BW Pede Tidak Ada Dalil Yang Dipatahkan di Sengketa Pilpres 2019

Safari
BW Pede Tidak Ada Dalil Yang Dipatahkan di Sengketa Pilpres 2019
Ketua Tim Kuasa Hukum Paslon nomor urut 02 Prabowo-Sandi,  Bambang Widjojanto

Jakarta, HanTer - Ketua Tim Kuasa Hukum Paslon nomor urut 02 Prabowo-Sandi,  Bambang Widjojanto (BW) menilai tidak ada dalil gugatan yang bisa dipatahkan oleh pihak termohon dalam sidang sengketa Perselisihan Hasil Pemilihan Umum (PHPU) Pilpres 2019. Oleh karenanya BW yakin dan percaya diri (pede) hakim Mahkamah Konstitusi (MK) tidak akan bisa mematahkan dalil yang diajukan terkait adanya kecurangan TSM dalam Pilpres 2019.

"Pertama, tidak ada yang bisa meng-counter dalil dari kami, baik dari pihak termohon ataupun pihak terkait, tidak ada," kata Bambang sebelum sidang putusan PHPU digelar di Gedung MK, Jakarta, Kamis (27/6/2019).

Bambang mengatakan, paparan termohon terkait adanya kecurangan TSM yang terjadi pada pelaksanaan Pemilu 2019 dapat dijelaskan secara ilmiah. Namun paparan tersebut tidak mampu dibantah oleh tim termohon. 

"Cuma memang sesuatu yang baru ini belum tentu dapat dipahami. Kalau nanti pertarungannya hanya C1 lawan C1, tidak melalui suatu scientific modern ini, akan sulit nanti," imbuhnya. 

Selain itu, Bambang juga mengatakan gugatan terkait masalah status Cawapres 01 Maruf Amin sebagai Dewan Pengawas Syariah di dua bank anak perusahaan BUMN juga tidak mampu dijelaskan oleh pihak termohon.

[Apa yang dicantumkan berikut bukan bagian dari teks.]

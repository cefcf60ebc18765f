//! Connection registry for broadcast fan-out
//!
//! The registry tracks every live client connection by endpoint identity.
//! The listener inserts and removes entries as clients come and go; the
//! broadcast sink reads it to fan out frames and removes clients whose
//! writes fail.
//!
//! # Architecture
//!
//! ```text
//!                       Arc<ConnectionRegistry>
//!                   ┌──────────────────────────────┐
//!                   │ connections: HashMap<        │
//!                   │   "addr:port",               │
//!                   │   Arc<ClientConnection>      │
//!                   │ >                            │
//!                   └──────────────┬───────────────┘
//!                                  │
//!         ┌────────────────────────┼────────────────────────┐
//!         │                        │                        │
//!         ▼                        ▼                        ▼
//!    [RelayServer]          [BroadcastSink]          [reader task]
//!    insert() on accept     snapshot() + write       remove_session()
//!                           remove() on failure      on EOF / error
//! ```

pub mod connection;
pub mod store;

pub use connection::{endpoint_id, ClientConnection, ConnectionWriter};
pub use store::ConnectionRegistry;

"Perdebatan mengenai pasangan Cawapres 01, bahwa dia pejabat BUMN atau tidak, tidak ada argumen yang dapat meng-counter itu semua. Baik dari termohon atau terkait," paparnya.

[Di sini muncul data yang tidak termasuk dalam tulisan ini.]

//! Statistics for the relay

use std::sync::atomic::{AtomicU64, Ordering};
use std::time::{Duration, Instant};

/// Relay-wide counters, updated from the listener, sink and supervisor
#[derive(Debug)]
pub struct RelayMetrics {
    started_at: Instant,
    total_connections: AtomicU64,
    frames_broadcast: AtomicU64,
    records_received: AtomicU64,
    bytes_sent: AtomicU64,
    write_failures: AtomicU64,
    upstream_errors: AtomicU64,
    restarts: AtomicU64,
}

impl RelayMetrics {
    pub fn new() -> Self {
        Self {
            started_at: Instant::now(),
            total_connections: AtomicU64::new(0),
            frames_broadcast: AtomicU64::new(0),
            records_received: AtomicU64::new(0),
            bytes_sent: AtomicU64::new(0),
            write_failures: AtomicU64::new(0),
            upstream_errors: AtomicU64::new(0),
            restarts: AtomicU64::new(0),
        }
    }

    pub fn connection_accepted(&self) {
        self.total_connections.fetch_add(1, Ordering::Relaxed);
    }

    /// Record a batch of `records` records received from upstream
    pub fn batch_received(&self, records: usize) {
        self.records_received
            .fetch_add(records as u64, Ordering::Relaxed);
    }

    /// Record a frame delivered to at least one client
    pub fn frame_broadcast(&self) {
        self.frames_broadcast.fetch_add(1, Ordering::Relaxed);
    }

    pub fn bytes_sent(&self, bytes: usize) {
        self.bytes_sent.fetch_add(bytes as u64, Ordering::Relaxed);
    }

    pub fn write_failed(&self) {
        self.write_failures.fetch_add(1, Ordering::Relaxed);
    }

    pub fn upstream_error(&self) {
        self.upstream_errors.fetch_add(1, Ordering::Relaxed);
    }

    pub fn restarted(&self) {
        self.restarts.fetch_add(1, Ordering::Relaxed);
    }

    /// Take a point-in-time copy of the counters
    ///
    /// `active_connections` is not tracked here; pass the registry size.
    pub fn snapshot(&self, active_connections: usize) -> RelayStats {
        RelayStats {
            total_connections: self.total_connections.load(Ordering::Relaxed),
            active_connections: active_connections as u64,
            frames_broadcast: self.frames_broadcast.load(Ordering::Relaxed),
            records_received: self.records_received.load(Ordering::Relaxed),
            bytes_sent: self.bytes_sent.load(Ordering::Relaxed),
            write_failures: self.write_failures.load(Ordering::Relaxed),
            upstream_errors: self.upstream_errors.load(Ordering::Relaxed),
            restarts: self.restarts.load(Ordering::Relaxed),
            uptime: self.started_at.elapsed(),
        }
    }
}

impl Default for RelayMetrics {
    fn default() -> Self {
        Self::new()
    }
}

/// Snapshot of relay statistics
#[derive(Debug, Clone, Default)]
pub struct RelayStats {
    /// Total connections ever accepted
    pub total_connections: u64,
    /// Currently registered connections
    pub active_connections: u64,
    /// Frames delivered to at least one client
    pub frames_broadcast: u64,
    /// Records received from upstream
    pub records_received: u64,
    /// Total bytes written to clients
    pub bytes_sent: u64,
    /// Client writes that failed or timed out
    pub write_failures: u64,
    /// Errors reported by the upstream subscription
    pub upstream_errors: u64,
    /// Subscription restarts
    pub restarts: u64,
    /// Uptime
    pub uptime: Duration,
}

Seperti diketahui bahwa pada hari ini Majelis Hakim MK akan menggelar sidang putusan sengketa hasil Pilpres 2019 yang sebelumnya digugat oleh pihak kuasa hukum Prabowo-Sandi. Saat ini sejumlah massa pendukung paslon 02 juga telah mendatangi Gedung MK. Namun massa tertahan di depan Tugu Patung Kuda, Monas, Jakarta.